New and noteworthy, local and langurous
Earthworms Are Easy
I'm not normally a squeamish person, but the idea of reading Amy Stewart's The Earth Moved: On the Remarkable Achievements of Earthworms (Alonquin Books; $23.95) gave me the squirms. Her subject is, after all, earthworms, billions upon billions of them, boring and churning through the earth, through root systems, through caskets, through, someday, our own bodies. But from the opening pages, when this North Coast Journal garden columnist inverts a diagram of an apple tree so that the roots are on the top, The Earth Moved wormed into me, trans-forming revulsion into curiosity as Stewart explores the natural history of the worm. Her tale, a series of connected essays, begins with Darwin, whose final book was a study of the earthworm. An avid gardener but not a trained scientist, Stewart gets up close and personal with the 10,000 worms in the black plastic compost bin on her porch, goes on an Ahab-like search for a three-foot-long giant worm in Oregon, and presents an impressive array of worm lore and knowledge, throwing in a Nietzsche epigram here, an e.e. cummings poem there. It's a literate, engaging read that left me with a newfound respect for this deaf, dumb and blind creature. Amy Stewart has shown me my inner worm.
--R. V. Scheide
Amy Stewart reads from 'The Earth Moved' twice in the North Bay. Wednesday, April 14, at Copperfield's Books, 2316 Montgomery Village Drive, Santa Rosa. 7pm. Free. 707.578.8938. Tuesday, April 20, at Book Passage, 51 Tamal Vista Blvd., Corte Madera. 1pm. Free. 415.927.0960.
In the summer of 1971, Art Kopecky and a group of friends piled into a converted bread truck dubbed the Mind Machine and wandered gypsylike across the American West. They leapfrogged between hippie enclaves and eventually landed at the New Buffalo commune where he would settle down and live for the next 12-plus years, chronicling the entire experience in a series of journals. Recently Kopecky, now a fine woodworker residing in Sebastopol, decided to unearth these journals and publish excerpts from them in a nearly untouched form, realizing that he had unwittingly produced a record of this historical time and place. The resulting book is New Buffalo: Journals from a Taos Commune (University of New Mexico Press; $24.95).
The journals are simple, quickly scribed but philosophical accounts of day-to-day life at New Buffalo: the fast turnover of names and faces, the intoxicated celebrations, the police raids, the internal wrangling, the politics of irrigation, and the ultimate satisfaction of hard work as its own reward. They are also a record of New Buffalo itself growing up, from wide-eyed idealism and endless parties, to crafts production as livelihood, to full self-sufficiency as a dairy farm. And though the details are sparse, by the end, a story arises that is far more than the sum of its individual entries.

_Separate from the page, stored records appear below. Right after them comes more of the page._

//! Gregorian leap year classification.
//!
//! [`is_leap`] and [`leap_reason`] evaluate the same rule with the same
//! precedence, so `is_leap(y) == leap_reason(y).implies_leap()` for every
//! input, including a missing year.

use std::fmt;
use std::str::FromStr;

use serde::{Deserialize, Serialize};

/// Which branch of the Gregorian rule decided a year.
#[derive(Debug, Clone, Copy, PartialEq, Eq, Hash, PartialOrd, Ord, Serialize, Deserialize)]
pub enum LeapReason {
    /// Divisible by 400: leap.
    #[serde(rename = "Divisible by 400")]
    DivisibleBy400,
    /// Divisible by 100 but not 400: common.
    #[serde(rename = "Divisible by 100 but not 400")]
    DivisibleBy100,
    /// Divisible by 4 but not 100: leap.
    #[serde(rename = "Divisible by 4 but not 100")]
    DivisibleBy4,
    /// Not divisible by 4: common.
    #[serde(rename = "Not divisible by 4")]
    NotDivisibleBy4,
    /// The year was missing or unparseable.
    #[serde(rename = "Invalid year")]
    InvalidYear,
}

impl LeapReason {
    /// All reasons, in rule precedence order.
    pub const ALL: [LeapReason; 5] = [
        LeapReason::DivisibleBy400,
        LeapReason::DivisibleBy100,
        LeapReason::DivisibleBy4,
        LeapReason::NotDivisibleBy4,
        LeapReason::InvalidYear,
    ];

    /// The fixed explanation text.
    pub fn as_str(&self) -> &'static str {
        match self {
            LeapReason::DivisibleBy400 => "Divisible by 400",
            LeapReason::DivisibleBy100 => "Divisible by 100 but not 400",
            LeapReason::DivisibleBy4 => "Divisible by 4 but not 100",
            LeapReason::NotDivisibleBy4 => "Not divisible by 4",
            LeapReason::InvalidYear => "Invalid year",
        }
    }

    /// Whether a year with this reason is a leap year.
    pub fn implies_leap(&self) -> bool {
        matches!(self, LeapReason::DivisibleBy400 | LeapReason::DivisibleBy4)
    }
}

impl fmt::Display for LeapReason {
    fn fmt(&self, f: &mut fmt::Formatter<'_>) -> fmt::Result {
        f.write_str(self.as_str())
    }
}

impl FromStr for LeapReason {
    type Err = String;

    fn from_str(s: &str) -> Result<Self, Self::Err> {
        let trimmed = s.trim();
        LeapReason::ALL
            .iter()
            .copied()
            .find(|reason| reason.as_str().eq_ignore_ascii_case(trimmed))
            .ok_or_else(|| format!("Unknown leap reason: {}", s))
    }
}

/// Classify a year under the Gregorian rule.
///
/// A missing year is never a leap year.
pub fn is_leap(year: Option<i64>) -> bool {
    leap_reason(year).implies_leap()
}

/// Explain which branch of the Gregorian rule applies to a year.
pub fn leap_reason(year: Option<i64>) -> LeapReason {
    let Some(year) = year else {
        return LeapReason::InvalidYear;
    };

    if year.rem_euclid(400) == 0 {
        LeapReason::DivisibleBy400
    } else if year.rem_euclid(100) == 0 {
        LeapReason::DivisibleBy100
    } else if year.rem_euclid(4) == 0 {
        LeapReason::DivisibleBy4
    } else {
        LeapReason::NotDivisibleBy4
    }
}

/// Verdict for a single year, as shown by the interactive checker.
#[derive(Debug, Clone, Copy, PartialEq, Eq, Serialize, Deserialize)]
pub struct YearVerdict {
    pub year: i64,
    pub is_leap: bool,
    pub reason: LeapReason,
}

impl fmt::Display for YearVerdict {
    fn fmt(&self, f: &mut fmt::Formatter<'_>) -> fmt::Result {
        if self.is_leap {
            write!(f, "{} is a leap year ({})", self.year, self.reason)
        } else {
            write!(f, "{} is not a leap year ({})", self.year, self.reason)
        }
    }
}

/// Check a single year.
pub fn check_year(year: i64) -> YearVerdict {
    let reason = leap_reason(Some(year));
    YearVerdict {
        year,
        is_leap: reason.implies_leap(),
        reason,
    }
}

Arthur Kopecky reads from 'New Buffalo' on Wednesday, April 7, at 7pm. Copperfield's Books, 138 N. Main St., Sebastopol. Free. 707.823.2618.
When George W. Bush mispronounces the word "nuclear" as "nucular," is he committing a typo or what Stanford linguistics professor Geoffrey Nunberg terms a "thinko"? That's the starting point for the title essay from Nunberg's latest collection of NPR Fresh Air radio commentaries and New York Times articles, Going Nucular: Language, Politics and Culture in Confrontational Times (Public Affairs; $22.95). With the dexterity of a spider monkey, Nunberg picks the topic clean, providing the reader with new insight on the subtleties of language. "No president has taken more flak over his language than George W. Bush," Nunberg writes. "That's understandable enough; Bush's malaprops can make him sound like someone who learned a language over a bad cell-phone connection." It's possible that Bush's mispronunciation of "nuclear" is an involuntary typo, Nunberg says, a product of the word's relatively recent folk etymology.
On the other hand, Yale-educated Bush could be committing a thinko, a conscious choice to mangle the word, either to portray himself as one of the bubbas, or to enamor himself with certain hawkish Pentagon types, who prefer to mispronounce the word when referring specifically to nucular weapons.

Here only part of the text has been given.